Fructose Reduces Fat Oxidation More Than Glucose
When subjects were on a reduced calorie diet, there was no difference the amount of fat or carbohydrates that were burned (fat oxidation and carbohydrate oxidation) after consuming fructose versus glucose, even though blood sugar levels and insulin levels were higher after consuming the glucose.
Surprisingly, when subjects were on a normal calorie diet, they burned 39 percent less fat and 31 percent more carbohydrates when they were given fructose compared to when they were given glucose.

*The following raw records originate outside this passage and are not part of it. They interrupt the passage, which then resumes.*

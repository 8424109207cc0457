pub mod bootstrap;
pub mod config;
pub mod consts;
pub mod llm;
pub mod server;
pub mod social;
pub mod greeting;
pub mod mock;
pub mod openai;

use anyhow::Result;
use async_trait::async_trait;
use thiserror::Error;

/// Token usage from a single LLM call.
#[derive(Debug, Clone, Copy, Default, PartialEq, Eq)]
pub struct TokenUsage {
    pub input_tokens: u64,
    pub output_tokens: u64,
}

impl TokenUsage {
    /// Total tokens (input + output).
    pub fn total(&self) -> u64 {
        self.input_tokens + self.output_tokens
    }
}

/// One model answer.
#[derive(Debug, Clone)]
pub struct Completion {
    pub text: String,
    pub usage: Option<TokenUsage>,
}

/// Failures worth telling apart at the HTTP boundary. Models wrap these
/// in `anyhow::Error`; callers downcast.
#[derive(Debug, Clone, PartialEq, Eq, Error)]
pub enum LlmError {
    #[error("LLM is not configured: {0}")]
    NotConfigured(String),

    #[error("LLM request timed out")]
    Timeout,

    #[error("LLM rate limit exceeded")]
    RateLimited,

    #[error("No content received from LLM")]
    EmptyResponse,

    #[error("LLM generation failed: {0}")]
    Failed(String),
}

impl LlmError {
    /// Classify an error from a model call. Models report typed
    /// [`LlmError`]s; anything else is a plain generation failure.
    pub fn classify(err: &anyhow::Error) -> Self {
        match err.downcast_ref::<LlmError>() {
            Some(known) => known.clone(),
            None => LlmError::Failed(format!("{err:#}")),
        }
    }
}

/// Something that turns a system + user prompt into text.
#[async_trait]
pub trait LanguageModel: Send + Sync {
    /// Model identifier, for logs and responses.
    fn model(&self) -> &str;
    async fn complete(&self, system: &str, prompt: &str) -> Result<Completion>;
}
//! The AI welcome message served by `GET /hello`.

use chrono::{Local, NaiveDateTime};
use std::sync::Arc;

use super::{LanguageModel, LlmError};

const SYSTEM_PROMPT: &str = "You are a friendly AI assistant for Marlin Marketing Agent. \
Generate warm, professional welcome messages.";

const GREETING_INSTRUCTIONS: &str = "You are a friendly AI assistant for Marlin Marketing Agent. \
Generate a warm welcome message that includes the current time and day.

Requirements:
1. Write a friendly, professional welcome message
2. Include the current date and time in a natural way
3. Keep it concise but engaging (2-3 sentences)
4. Use a warm, welcoming tone
5. Mention that this is from the Marlin Marketing Agent

Return the response as a simple text message (not JSON).";

/// Render the greeting prompt for a given wall-clock time.
pub fn greeting_prompt(now: NaiveDateTime) -> String {
    format!(
        "{GREETING_INSTRUCTIONS}\n\nCurrent time: {}\nCurrent date: {}",
        now.format("%-I:%M %p"),
        now.format("%A, %B %-d, %Y"),
    )
}

#[derive(Debug, Clone, PartialEq, Eq)]
pub struct Greeting {
    pub message: String,
    pub tokens_used: u64,
}

pub struct GreetingService {
    model: Arc<dyn LanguageModel>,
}

impl GreetingService {
    pub fn new(model: Arc<dyn LanguageModel>) -> Self {
        Self { model }
    }

    /// Generate a greeting stamped with the local time.
    pub async fn generate(&self) -> Result<Greeting, LlmError> {
        self.generate_at(Local::now().naive_local()).await
    }

    pub async fn generate_at(&self, now: NaiveDateTime) -> Result<Greeting, LlmError> {
        tracing::info!(model = %self.model.model(), "generating greeting");

        let prompt = greeting_prompt(now);
        let completion = match self.model.complete(SYSTEM_PROMPT, &prompt).await {
            Ok(c) => c,
            Err(e) => {
                let err = LlmError::classify(&e);
                tracing::error!(model = %self.model.model(), error = %err, "greeting failed");
                return Err(err);
            }
        };

        let message = completion.text.trim();
        if message.is_empty() {
            return Err(LlmError::EmptyResponse);
        }
        let tokens_used = completion.usage.map(|u| u.total()).unwrap_or(0);

        tracing::info!(tokens_used, length = message.len(), "greeting generated");
        Ok(Greeting {
            message: message.to_string(),
            tokens_used,
        })
    }
}
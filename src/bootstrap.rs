//! Composition root: the only place concrete stores, providers and models
//! are chosen.

use anyhow::Result;
use std::sync::Arc;

use crate::config::{ConfigSource, Settings};
use crate::llm::greeting::GreetingService;
use crate::llm::openai::OpenAiModel;
use crate::server::state::{AppContext, AppState};
use crate::social::store::memory::InMemoryStore;
use crate::social::store::sqlite::SqliteStore;
use crate::social::{IdempotencyStore, OrchestratorConfig, PostOrchestrator, ProviderRegistry};

/// SQLite when a path is configured, otherwise a process-lifetime map.
pub fn build_store(settings: &Settings) -> Result<Arc<dyn IdempotencyStore>> {
    match settings.idempotency_db.as_deref() {
        Some(path) => {
            tracing::info!(path, "using SQLite idempotency store");
            Ok(Arc::new(SqliteStore::open(path)?))
        }
        None => {
            tracing::info!("using in-memory idempotency store");
            Ok(Arc::new(InMemoryStore::new()))
        }
    }
}

pub fn build_orchestrator(
    settings: &Settings,
    config: Arc<dyn ConfigSource>,
) -> Result<PostOrchestrator> {
    let providers = Arc::new(ProviderRegistry::with_builtin(config));
    let store = build_store(settings)?;
    Ok(PostOrchestrator::new(
        providers,
        store,
        OrchestratorConfig {
            default_channels: settings.default_channels.clone(),
            channel_timeout: settings.channel_timeout,
        },
    ))
}

pub fn build_greeting(settings: &Settings) -> Result<GreetingService> {
    if settings.llm.api_key.is_none() {
        tracing::warn!("OPENAI_API_KEY is not set; /hello will return 503");
    }
    let model = OpenAiModel::new(settings.llm.clone())?;
    Ok(GreetingService::new(Arc::new(model)))
}

pub fn bootstrap(settings: Settings, config: Arc<dyn ConfigSource>) -> Result<AppState> {
    let orchestrator = Arc::new(build_orchestrator(&settings, config)?);
    let greeting = Arc::new(build_greeting(&settings)?);
    Ok(Arc::new(AppContext::new(orchestrator, greeting, settings)))
}
//! Multi-channel social posting: channel resolution, provider adapters,
//! the idempotency store and the orchestrator that ties them together.

pub mod channel;
pub mod orchestrator;
pub mod providers;
pub mod store;
pub mod types;

pub use channel::{SocialChannel, resolve_channels};
pub use orchestrator::{OrchestratorConfig, PostOrchestrator};
pub use providers::{Provider, ProviderRegistry};
pub use store::IdempotencyStore;
pub use types::{ChannelResult, ChannelStatus, OverallStatus, PostRequest, PostResponse};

“The data suggest that the use of fructose in supplements/meals may provide no additional benefit in terms of [fat burning] during a weight loss program involving diet and exercise,” the authors of the study concluded.
Subjects: 14 Adults
The study involved 14 adults with a average age of 26, and an average body mass index of 30.
The subjects were either on a normal calorie diet or a reduced calorie diet for six days.
On the seventh day, they performed aerobic exercise for 40 minutes and were then given a liquid meal containing either 50 grams of fructose or glucose.
Fat oxidation and carbohydrate oxidation was then measured for the next three hours.
Fructose Versus High-Fructose Corn Syrup
Most high fuctose corn syrup contains 55 percent fructose and 45 percent glucose. It may be worst of all as far as weight control.
The reason is that fructose in the presence of glucose raises blood sugar and insulin levels more than fructose alone. It potentiates glucose-insulin release.
So given the present study—that fructose decreases fat oxidation more than glucose—and that fructose potentiates glucose-induced rises in blood sugar and insulin levels, this suggests that high-fructose corn syrup seems to be the worst of all.
Tittelbach T, Mattes R, Gretebeck R. Post-exercise substrate utilization after a high glucose vs. high fructose meal during negative energy balance in the obese. Obes Res. 2000 Oct, 8(7):496-505.